**WHAT YOU HAVE TO DO:**
Extract precisely the lines of the entries below, from the first line through the line containing "pub const DEFAULT: Viewport".

── PROVIDED MATERIAL ──

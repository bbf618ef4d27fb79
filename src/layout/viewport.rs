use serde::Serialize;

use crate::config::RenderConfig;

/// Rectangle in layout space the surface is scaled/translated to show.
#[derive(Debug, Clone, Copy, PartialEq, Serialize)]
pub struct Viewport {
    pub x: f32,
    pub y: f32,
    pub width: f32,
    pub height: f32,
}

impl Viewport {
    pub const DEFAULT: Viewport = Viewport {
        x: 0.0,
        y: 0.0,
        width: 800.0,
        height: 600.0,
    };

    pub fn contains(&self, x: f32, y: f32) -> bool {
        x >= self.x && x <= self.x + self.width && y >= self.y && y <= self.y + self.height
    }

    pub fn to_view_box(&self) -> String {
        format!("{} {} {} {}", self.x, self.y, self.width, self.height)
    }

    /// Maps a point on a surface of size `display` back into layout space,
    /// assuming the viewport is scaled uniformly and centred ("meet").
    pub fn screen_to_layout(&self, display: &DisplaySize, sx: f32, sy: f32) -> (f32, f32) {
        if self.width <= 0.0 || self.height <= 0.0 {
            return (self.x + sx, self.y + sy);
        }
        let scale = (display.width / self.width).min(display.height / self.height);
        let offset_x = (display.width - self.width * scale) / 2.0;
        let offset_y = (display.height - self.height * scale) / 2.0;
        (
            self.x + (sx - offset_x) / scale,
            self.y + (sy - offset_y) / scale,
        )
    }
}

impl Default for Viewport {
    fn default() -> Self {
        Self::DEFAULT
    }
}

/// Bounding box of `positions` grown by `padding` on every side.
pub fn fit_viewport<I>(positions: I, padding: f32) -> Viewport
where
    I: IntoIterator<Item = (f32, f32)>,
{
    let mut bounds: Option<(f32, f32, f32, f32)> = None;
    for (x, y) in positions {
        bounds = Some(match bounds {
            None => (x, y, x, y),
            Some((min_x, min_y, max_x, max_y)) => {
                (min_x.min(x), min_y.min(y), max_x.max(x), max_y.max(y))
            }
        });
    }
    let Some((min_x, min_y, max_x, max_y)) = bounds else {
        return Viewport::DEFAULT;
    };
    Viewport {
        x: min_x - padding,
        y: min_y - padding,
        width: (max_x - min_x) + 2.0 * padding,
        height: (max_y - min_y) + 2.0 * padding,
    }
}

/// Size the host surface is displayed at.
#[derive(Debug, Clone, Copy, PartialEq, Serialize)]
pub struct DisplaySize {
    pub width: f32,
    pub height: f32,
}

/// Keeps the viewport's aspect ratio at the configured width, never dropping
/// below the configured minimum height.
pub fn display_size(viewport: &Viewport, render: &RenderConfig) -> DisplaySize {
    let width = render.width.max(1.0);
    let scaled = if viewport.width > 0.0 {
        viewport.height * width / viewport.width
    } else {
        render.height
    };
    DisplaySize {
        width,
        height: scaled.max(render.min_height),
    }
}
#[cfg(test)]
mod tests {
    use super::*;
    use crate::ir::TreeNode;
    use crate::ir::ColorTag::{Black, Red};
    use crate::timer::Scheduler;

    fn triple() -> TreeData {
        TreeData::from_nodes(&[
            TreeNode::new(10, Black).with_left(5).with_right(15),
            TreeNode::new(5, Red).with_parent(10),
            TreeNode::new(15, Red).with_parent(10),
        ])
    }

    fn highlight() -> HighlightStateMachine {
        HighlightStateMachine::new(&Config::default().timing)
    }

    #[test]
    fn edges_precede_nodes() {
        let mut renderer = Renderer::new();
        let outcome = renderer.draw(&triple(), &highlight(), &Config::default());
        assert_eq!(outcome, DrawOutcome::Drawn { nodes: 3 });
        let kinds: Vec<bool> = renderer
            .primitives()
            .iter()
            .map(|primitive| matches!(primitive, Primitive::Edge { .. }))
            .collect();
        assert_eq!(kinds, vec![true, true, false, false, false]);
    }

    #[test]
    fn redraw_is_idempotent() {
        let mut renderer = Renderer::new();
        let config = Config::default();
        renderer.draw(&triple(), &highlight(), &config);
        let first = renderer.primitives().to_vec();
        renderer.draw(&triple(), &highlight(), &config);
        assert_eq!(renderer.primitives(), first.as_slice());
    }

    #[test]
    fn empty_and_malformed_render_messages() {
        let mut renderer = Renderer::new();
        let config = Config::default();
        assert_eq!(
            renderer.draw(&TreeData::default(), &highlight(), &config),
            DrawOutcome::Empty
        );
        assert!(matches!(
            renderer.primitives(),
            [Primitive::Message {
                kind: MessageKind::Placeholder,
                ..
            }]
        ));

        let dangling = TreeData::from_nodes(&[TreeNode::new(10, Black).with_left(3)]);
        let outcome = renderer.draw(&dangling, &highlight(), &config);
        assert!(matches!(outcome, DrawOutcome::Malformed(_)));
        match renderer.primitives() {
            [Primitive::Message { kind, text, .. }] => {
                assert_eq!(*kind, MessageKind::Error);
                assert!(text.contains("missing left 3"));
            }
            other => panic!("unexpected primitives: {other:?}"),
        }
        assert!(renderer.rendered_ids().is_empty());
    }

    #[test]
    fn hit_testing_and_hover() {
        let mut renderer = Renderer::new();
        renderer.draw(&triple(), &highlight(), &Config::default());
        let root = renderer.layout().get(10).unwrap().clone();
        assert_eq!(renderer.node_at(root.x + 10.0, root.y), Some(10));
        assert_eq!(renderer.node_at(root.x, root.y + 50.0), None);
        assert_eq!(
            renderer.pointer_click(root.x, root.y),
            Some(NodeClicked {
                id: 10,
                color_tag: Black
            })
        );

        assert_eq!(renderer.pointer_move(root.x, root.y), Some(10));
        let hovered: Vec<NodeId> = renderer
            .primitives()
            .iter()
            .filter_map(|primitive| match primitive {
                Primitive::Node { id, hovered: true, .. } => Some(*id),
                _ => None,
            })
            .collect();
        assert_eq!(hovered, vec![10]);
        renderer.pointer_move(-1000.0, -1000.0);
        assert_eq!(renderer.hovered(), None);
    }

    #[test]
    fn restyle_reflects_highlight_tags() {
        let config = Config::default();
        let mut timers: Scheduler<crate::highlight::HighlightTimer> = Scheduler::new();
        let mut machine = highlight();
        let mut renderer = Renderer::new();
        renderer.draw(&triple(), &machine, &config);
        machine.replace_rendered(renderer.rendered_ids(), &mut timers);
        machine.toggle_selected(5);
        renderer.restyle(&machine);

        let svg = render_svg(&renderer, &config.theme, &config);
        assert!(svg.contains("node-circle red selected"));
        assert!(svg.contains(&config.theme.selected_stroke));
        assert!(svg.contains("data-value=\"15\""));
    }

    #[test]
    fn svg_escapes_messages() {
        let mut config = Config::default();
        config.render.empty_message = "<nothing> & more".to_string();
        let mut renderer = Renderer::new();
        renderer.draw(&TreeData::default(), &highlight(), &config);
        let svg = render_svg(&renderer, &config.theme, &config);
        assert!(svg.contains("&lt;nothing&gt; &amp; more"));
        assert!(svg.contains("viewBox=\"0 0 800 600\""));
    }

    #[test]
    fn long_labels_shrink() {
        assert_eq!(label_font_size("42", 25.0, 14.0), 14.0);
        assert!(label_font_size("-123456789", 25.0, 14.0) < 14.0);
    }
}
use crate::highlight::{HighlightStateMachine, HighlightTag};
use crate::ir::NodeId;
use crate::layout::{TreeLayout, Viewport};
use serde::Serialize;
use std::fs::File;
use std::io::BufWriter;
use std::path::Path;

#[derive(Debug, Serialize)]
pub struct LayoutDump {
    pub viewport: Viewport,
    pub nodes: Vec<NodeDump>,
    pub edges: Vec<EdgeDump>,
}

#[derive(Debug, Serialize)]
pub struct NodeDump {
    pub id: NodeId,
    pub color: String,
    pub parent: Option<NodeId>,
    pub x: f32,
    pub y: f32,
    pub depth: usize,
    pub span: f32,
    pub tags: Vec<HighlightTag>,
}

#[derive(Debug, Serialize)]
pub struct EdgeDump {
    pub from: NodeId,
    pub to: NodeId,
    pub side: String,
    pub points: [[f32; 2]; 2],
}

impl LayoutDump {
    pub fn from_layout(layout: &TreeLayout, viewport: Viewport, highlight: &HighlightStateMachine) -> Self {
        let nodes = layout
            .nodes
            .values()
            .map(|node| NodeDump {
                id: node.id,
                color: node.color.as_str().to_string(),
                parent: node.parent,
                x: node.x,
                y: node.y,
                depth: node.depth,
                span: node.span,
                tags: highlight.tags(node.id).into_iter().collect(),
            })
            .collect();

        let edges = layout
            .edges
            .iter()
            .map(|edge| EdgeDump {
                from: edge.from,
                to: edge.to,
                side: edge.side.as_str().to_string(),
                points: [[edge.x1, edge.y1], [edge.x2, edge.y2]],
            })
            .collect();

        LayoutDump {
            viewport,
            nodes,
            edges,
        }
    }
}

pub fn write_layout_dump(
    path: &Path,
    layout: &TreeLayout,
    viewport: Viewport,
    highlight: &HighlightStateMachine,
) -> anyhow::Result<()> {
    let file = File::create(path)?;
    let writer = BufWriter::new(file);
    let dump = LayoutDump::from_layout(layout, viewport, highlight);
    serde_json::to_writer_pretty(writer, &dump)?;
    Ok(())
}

───

**OUTPUT FOR THIS EXERCISE:**
repository bbf618ef4d27fb79
filename src/layout/viewport.rs
use serde::Serialize;

use crate::config::RenderConfig;

/// Rectangle in layout space the surface is scaled/translated to show.
#[derive(Debug, Clone, Copy, PartialEq, Serialize)]
pub struct Viewport {
    pub x: f32,
    pub y: f32,
    pub width: f32,
    pub height: f32,
}

impl Viewport {
    pub const DEFAULT: Viewport = Viewport {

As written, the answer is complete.